> _ACTIVITY_
Among the entries that follow, the required portion opens with the line containing "if sn != (self.last_sn.wrapping_add(1)" and closes with the line containing "0x30 if data.len()". Give that portion again exactly, and nothing else.

> _SUPPLIED MATERIAL_
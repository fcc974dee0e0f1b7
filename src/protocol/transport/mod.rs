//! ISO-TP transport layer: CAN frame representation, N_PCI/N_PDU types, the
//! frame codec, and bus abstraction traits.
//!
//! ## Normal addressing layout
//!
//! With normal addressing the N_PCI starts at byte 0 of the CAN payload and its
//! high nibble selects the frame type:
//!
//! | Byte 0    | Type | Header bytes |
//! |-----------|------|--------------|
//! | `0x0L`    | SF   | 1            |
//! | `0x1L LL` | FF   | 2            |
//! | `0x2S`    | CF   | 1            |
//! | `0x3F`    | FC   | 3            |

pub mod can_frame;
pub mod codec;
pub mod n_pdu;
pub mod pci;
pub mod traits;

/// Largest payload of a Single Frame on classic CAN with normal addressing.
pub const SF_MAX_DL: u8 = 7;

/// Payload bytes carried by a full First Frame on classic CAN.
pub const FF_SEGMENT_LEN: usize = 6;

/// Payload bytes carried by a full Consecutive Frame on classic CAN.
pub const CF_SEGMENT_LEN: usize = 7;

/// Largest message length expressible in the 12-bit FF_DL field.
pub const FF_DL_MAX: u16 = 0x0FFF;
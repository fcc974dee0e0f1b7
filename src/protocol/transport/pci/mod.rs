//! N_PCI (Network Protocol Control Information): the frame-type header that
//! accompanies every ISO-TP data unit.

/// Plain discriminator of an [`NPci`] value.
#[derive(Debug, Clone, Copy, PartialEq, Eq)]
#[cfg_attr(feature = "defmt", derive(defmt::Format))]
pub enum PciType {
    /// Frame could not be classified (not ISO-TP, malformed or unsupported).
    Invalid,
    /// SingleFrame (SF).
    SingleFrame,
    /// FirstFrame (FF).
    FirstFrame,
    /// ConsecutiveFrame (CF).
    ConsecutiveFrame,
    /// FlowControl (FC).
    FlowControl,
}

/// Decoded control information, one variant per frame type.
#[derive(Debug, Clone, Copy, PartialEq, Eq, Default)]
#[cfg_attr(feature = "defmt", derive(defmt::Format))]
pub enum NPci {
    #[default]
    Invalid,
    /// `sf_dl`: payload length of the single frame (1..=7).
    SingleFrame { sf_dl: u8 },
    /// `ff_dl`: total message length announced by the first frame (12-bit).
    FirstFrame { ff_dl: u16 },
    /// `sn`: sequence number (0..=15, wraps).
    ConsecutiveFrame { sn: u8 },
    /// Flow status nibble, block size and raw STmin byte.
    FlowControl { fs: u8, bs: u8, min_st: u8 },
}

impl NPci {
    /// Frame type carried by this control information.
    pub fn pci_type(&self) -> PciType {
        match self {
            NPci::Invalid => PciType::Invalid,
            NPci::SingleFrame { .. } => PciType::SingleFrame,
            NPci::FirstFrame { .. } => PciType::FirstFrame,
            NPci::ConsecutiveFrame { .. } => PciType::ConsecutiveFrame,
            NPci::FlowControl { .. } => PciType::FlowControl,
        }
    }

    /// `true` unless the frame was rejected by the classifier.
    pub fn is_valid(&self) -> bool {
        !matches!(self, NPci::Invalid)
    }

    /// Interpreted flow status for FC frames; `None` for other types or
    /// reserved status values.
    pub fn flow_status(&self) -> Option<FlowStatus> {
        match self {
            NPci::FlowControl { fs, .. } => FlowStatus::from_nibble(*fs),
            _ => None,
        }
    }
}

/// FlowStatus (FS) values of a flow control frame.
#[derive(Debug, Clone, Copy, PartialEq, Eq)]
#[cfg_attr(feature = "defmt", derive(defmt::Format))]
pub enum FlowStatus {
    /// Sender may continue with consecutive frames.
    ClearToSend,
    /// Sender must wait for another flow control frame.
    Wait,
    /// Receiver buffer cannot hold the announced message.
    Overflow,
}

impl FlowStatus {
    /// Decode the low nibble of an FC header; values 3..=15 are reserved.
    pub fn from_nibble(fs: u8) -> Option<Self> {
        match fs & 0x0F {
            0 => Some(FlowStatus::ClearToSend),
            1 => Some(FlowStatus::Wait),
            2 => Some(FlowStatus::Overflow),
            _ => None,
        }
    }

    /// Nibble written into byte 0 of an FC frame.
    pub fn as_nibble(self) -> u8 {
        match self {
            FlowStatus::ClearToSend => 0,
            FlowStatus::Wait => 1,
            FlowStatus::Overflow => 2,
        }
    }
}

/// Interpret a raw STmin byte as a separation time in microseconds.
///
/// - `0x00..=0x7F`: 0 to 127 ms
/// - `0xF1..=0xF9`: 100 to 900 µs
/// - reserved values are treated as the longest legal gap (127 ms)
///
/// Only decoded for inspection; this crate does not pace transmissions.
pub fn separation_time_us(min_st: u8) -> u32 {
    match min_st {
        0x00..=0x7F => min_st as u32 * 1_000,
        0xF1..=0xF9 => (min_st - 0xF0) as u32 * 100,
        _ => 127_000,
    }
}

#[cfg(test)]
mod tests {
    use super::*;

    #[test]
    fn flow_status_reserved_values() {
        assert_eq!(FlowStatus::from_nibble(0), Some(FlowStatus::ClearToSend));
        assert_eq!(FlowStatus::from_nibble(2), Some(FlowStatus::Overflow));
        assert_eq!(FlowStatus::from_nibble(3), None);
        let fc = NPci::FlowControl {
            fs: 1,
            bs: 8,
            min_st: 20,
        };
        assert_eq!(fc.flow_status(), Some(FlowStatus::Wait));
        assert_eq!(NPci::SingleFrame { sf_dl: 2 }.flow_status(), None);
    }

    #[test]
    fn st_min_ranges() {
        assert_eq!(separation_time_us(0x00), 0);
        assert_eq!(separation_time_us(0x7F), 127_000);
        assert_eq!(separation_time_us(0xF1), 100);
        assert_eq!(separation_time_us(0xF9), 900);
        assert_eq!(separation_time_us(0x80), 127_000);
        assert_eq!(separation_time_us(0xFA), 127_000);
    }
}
--
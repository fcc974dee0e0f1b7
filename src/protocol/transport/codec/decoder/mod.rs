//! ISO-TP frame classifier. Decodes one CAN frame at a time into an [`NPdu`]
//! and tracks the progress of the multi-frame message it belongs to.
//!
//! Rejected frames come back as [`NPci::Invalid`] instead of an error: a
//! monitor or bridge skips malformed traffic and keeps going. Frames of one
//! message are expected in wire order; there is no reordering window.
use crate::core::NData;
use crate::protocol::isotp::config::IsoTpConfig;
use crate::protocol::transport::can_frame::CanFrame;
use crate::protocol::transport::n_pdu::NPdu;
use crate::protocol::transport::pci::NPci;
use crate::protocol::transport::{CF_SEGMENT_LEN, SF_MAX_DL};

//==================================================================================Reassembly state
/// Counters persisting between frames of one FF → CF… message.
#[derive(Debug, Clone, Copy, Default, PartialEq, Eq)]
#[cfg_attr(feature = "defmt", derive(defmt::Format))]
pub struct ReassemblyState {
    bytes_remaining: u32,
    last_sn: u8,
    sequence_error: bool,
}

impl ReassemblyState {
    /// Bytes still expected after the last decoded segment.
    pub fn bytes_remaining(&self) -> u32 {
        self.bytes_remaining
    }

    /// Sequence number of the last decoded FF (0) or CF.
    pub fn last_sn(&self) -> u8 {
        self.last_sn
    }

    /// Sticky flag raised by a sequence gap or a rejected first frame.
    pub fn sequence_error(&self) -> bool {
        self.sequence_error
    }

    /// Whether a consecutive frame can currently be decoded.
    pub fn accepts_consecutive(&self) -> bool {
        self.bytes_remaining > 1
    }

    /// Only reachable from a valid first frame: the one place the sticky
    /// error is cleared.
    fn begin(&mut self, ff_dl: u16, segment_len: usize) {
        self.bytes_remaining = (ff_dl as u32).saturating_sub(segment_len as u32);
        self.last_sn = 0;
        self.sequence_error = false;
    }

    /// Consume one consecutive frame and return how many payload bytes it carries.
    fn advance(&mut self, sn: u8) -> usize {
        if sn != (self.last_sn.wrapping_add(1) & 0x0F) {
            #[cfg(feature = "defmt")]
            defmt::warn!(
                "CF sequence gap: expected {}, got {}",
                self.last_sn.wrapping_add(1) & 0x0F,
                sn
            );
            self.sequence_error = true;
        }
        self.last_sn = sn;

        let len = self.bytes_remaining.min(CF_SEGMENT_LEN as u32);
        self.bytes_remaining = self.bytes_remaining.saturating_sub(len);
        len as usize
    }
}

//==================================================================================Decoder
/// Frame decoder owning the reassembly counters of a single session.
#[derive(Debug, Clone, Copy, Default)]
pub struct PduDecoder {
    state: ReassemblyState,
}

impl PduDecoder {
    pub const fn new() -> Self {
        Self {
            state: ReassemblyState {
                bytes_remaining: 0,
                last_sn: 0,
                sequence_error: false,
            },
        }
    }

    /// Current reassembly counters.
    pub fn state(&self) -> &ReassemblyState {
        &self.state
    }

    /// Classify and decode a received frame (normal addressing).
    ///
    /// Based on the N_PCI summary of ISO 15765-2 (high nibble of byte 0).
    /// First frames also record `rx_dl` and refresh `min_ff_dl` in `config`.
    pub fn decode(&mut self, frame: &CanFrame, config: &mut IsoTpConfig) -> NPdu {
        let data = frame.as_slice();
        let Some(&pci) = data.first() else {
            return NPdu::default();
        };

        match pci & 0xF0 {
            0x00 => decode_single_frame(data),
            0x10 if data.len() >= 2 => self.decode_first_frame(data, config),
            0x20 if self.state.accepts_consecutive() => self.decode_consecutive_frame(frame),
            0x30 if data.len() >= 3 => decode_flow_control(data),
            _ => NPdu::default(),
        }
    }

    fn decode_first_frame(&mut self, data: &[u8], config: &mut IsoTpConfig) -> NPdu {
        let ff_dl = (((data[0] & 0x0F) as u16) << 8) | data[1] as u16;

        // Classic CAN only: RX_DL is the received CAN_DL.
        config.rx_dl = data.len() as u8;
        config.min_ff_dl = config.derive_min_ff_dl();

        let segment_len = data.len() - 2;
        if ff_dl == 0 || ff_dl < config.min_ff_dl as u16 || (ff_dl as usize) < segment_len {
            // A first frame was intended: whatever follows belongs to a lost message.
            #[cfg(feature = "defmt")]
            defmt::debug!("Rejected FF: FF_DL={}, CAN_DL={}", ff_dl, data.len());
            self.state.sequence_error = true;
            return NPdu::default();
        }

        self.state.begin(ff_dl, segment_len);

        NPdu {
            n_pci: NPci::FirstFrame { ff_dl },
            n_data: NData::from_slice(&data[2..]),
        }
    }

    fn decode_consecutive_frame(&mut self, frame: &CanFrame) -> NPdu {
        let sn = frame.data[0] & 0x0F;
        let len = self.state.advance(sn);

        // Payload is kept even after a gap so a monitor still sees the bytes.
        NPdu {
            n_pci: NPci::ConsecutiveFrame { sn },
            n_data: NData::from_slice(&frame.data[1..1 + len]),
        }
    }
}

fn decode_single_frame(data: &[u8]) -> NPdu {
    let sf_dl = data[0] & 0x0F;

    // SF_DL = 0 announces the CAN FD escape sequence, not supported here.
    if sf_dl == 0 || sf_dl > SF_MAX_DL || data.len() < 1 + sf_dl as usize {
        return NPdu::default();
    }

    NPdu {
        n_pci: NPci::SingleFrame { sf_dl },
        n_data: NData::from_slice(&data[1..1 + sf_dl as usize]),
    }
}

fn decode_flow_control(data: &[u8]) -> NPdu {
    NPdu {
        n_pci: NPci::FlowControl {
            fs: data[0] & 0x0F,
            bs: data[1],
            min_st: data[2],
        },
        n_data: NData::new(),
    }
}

> _WORKED SOLUTION_
        if sn != (self.last_sn.wrapping_add(1) & 0x0F) {
            #[cfg(feature = "defmt")]
            defmt::warn!(
                "CF sequence gap: expected {}, got {}",
                self.last_sn.wrapping_add(1) & 0x0F,
                sn
            );
            self.sequence_error = true;
        }
        self.last_sn = sn;

        let len = self.bytes_remaining.min(CF_SEGMENT_LEN as u32);
        self.bytes_remaining = self.bytes_remaining.saturating_sub(len);
        len as usize
    }
}

//==================================================================================Decoder
/// Frame decoder owning the reassembly counters of a single session.
#[derive(Debug, Clone, Copy, Default)]
pub struct PduDecoder {
    state: ReassemblyState,
}

impl PduDecoder {
    pub const fn new() -> Self {
        Self {
            state: ReassemblyState {
                bytes_remaining: 0,
                last_sn: 0,
                sequence_error: false,
            },
        }
    }

    /// Current reassembly counters.
    pub fn state(&self) -> &ReassemblyState {
        &self.state
    }

    /// Classify and decode a received frame (normal addressing).
    ///
    /// Based on the N_PCI summary of ISO 15765-2 (high nibble of byte 0).
    /// First frames also record `rx_dl` and refresh `min_ff_dl` in `config`.
    pub fn decode(&mut self, frame: &CanFrame, config: &mut IsoTpConfig) -> NPdu {
        let data = frame.as_slice();
        let Some(&pci) = data.first() else {
            return NPdu::default();
        };

        match pci & 0xF0 {
            0x00 => decode_single_frame(data),
            0x10 if data.len() >= 2 => self.decode_first_frame(data, config),
            0x20 if self.state.accepts_consecutive() => self.decode_consecutive_frame(frame),
            0x30 if data.len() >= 3 => decode_flow_control(data),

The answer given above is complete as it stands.